WORK TO BE COMPLETED:
In the entries below, the lines from the one with "error!(path = %path, schema_type" through the one with "for parameter in" are to be copied exactly; both ends count.
[MATERIAL PROVIDED — start]
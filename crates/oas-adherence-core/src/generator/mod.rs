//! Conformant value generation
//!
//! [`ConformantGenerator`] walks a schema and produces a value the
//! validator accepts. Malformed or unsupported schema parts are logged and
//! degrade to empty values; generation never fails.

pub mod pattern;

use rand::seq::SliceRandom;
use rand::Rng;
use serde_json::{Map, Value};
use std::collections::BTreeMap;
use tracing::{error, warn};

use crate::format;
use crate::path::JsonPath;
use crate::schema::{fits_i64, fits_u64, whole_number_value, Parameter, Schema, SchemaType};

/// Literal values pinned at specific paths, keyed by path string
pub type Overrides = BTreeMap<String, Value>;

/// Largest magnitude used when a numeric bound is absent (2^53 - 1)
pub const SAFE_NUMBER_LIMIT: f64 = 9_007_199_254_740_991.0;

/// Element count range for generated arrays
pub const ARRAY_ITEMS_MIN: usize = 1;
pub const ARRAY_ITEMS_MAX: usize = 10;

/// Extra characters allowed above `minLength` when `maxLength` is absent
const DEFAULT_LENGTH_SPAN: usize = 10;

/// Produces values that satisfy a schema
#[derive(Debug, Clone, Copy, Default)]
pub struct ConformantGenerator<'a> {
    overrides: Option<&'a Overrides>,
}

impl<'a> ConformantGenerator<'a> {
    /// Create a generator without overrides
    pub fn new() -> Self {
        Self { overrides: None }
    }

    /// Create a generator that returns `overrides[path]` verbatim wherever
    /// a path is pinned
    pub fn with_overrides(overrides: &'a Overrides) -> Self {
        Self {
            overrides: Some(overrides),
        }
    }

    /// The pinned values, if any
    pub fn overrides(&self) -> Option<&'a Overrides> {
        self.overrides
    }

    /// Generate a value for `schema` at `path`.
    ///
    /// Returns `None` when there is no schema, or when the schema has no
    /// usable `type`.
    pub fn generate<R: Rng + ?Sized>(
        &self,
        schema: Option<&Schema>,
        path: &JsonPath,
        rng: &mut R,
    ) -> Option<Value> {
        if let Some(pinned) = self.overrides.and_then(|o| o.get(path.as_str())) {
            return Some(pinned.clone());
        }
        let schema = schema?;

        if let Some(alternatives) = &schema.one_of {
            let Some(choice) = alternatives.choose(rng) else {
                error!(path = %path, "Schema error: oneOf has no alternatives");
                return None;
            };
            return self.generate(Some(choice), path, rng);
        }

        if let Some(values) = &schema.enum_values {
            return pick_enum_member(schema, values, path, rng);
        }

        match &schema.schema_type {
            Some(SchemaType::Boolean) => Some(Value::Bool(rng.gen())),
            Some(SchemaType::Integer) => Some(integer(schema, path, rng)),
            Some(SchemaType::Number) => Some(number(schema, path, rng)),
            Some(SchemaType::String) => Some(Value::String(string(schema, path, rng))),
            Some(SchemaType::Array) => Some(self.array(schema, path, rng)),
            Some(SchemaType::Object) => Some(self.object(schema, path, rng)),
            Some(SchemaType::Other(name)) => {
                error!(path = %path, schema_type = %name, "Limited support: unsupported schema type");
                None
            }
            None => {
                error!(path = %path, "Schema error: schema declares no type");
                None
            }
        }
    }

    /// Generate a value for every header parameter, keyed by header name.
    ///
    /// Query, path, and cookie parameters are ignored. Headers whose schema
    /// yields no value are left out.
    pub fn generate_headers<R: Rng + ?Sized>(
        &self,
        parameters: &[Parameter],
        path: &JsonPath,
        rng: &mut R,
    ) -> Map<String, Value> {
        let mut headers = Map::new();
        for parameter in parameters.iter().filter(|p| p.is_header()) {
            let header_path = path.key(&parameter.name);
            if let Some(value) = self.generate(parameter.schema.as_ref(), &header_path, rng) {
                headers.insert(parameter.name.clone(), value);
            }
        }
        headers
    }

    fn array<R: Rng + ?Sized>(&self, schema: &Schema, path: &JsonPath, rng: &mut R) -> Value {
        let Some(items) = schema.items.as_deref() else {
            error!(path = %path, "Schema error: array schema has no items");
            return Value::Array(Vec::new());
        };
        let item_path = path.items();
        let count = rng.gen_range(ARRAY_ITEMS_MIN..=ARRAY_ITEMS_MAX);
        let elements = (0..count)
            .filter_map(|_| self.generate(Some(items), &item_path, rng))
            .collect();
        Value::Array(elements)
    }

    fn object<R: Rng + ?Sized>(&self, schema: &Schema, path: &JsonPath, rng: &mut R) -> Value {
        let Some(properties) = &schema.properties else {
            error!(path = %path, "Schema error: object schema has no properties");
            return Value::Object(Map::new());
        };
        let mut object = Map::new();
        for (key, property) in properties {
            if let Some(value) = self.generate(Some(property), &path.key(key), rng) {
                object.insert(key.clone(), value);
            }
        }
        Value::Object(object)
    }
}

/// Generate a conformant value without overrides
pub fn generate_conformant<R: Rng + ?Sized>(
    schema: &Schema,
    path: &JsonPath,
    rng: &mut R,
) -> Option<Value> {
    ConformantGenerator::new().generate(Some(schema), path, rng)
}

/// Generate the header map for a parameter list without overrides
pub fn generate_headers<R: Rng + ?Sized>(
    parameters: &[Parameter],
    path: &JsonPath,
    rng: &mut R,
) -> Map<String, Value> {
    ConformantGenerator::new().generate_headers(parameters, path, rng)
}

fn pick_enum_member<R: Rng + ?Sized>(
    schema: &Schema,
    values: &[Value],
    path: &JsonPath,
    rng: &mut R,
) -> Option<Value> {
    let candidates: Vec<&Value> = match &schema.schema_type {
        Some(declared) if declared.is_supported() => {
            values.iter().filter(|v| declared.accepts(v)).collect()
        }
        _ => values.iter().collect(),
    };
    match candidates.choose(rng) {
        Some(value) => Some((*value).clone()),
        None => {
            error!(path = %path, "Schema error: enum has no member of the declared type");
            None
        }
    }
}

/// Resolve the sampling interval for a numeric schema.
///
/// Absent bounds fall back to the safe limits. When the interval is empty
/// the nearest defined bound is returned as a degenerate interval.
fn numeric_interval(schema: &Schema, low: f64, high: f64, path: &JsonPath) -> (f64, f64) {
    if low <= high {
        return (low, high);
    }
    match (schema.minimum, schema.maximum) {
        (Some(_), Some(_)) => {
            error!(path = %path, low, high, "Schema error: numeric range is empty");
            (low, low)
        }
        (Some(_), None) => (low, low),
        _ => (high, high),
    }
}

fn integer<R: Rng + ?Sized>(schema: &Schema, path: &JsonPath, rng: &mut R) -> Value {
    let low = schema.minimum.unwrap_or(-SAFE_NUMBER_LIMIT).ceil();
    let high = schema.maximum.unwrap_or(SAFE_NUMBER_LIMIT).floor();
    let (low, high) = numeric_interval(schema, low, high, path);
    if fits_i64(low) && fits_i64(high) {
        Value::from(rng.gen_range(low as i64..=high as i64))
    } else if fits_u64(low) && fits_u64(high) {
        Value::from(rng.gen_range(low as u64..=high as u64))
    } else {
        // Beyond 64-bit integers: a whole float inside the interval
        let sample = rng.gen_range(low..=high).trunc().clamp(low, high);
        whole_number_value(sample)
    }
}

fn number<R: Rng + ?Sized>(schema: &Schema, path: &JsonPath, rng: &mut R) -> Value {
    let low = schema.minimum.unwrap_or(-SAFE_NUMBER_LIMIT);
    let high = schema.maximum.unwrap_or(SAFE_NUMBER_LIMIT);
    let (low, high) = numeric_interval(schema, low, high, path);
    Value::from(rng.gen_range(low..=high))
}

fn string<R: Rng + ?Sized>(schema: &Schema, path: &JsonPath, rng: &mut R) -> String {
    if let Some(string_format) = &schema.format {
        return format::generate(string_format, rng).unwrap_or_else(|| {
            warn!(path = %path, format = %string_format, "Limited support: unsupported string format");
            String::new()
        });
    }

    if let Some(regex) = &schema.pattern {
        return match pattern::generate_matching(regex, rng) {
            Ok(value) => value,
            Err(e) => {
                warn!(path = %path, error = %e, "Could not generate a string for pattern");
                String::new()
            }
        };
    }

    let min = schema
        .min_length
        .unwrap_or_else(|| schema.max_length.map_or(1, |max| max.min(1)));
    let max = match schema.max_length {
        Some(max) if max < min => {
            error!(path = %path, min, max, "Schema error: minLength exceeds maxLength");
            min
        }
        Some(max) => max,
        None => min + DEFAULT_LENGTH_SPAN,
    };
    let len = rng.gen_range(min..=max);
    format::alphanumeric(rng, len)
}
[MATERIAL PROVIDED — finish]
FINISHED TASK:
                error!(path = %path, schema_type = %name, "Limited support: unsupported schema type");
                None
            }
            None => {
                error!(path = %path, "Schema error: schema declares no type");
                None
            }
        }
    }

    /// Generate a value for every header parameter, keyed by header name.
    ///
    /// Query, path, and cookie parameters are ignored. Headers whose schema
    /// yields no value are left out.
    pub fn generate_headers<R: Rng + ?Sized>(
        &self,
        parameters: &[Parameter],
        path: &JsonPath,
        rng: &mut R,
    ) -> Map<String, Value> {
        let mut headers = Map::new();
        for parameter in parameters.iter().filter(|p| p.is_header()) {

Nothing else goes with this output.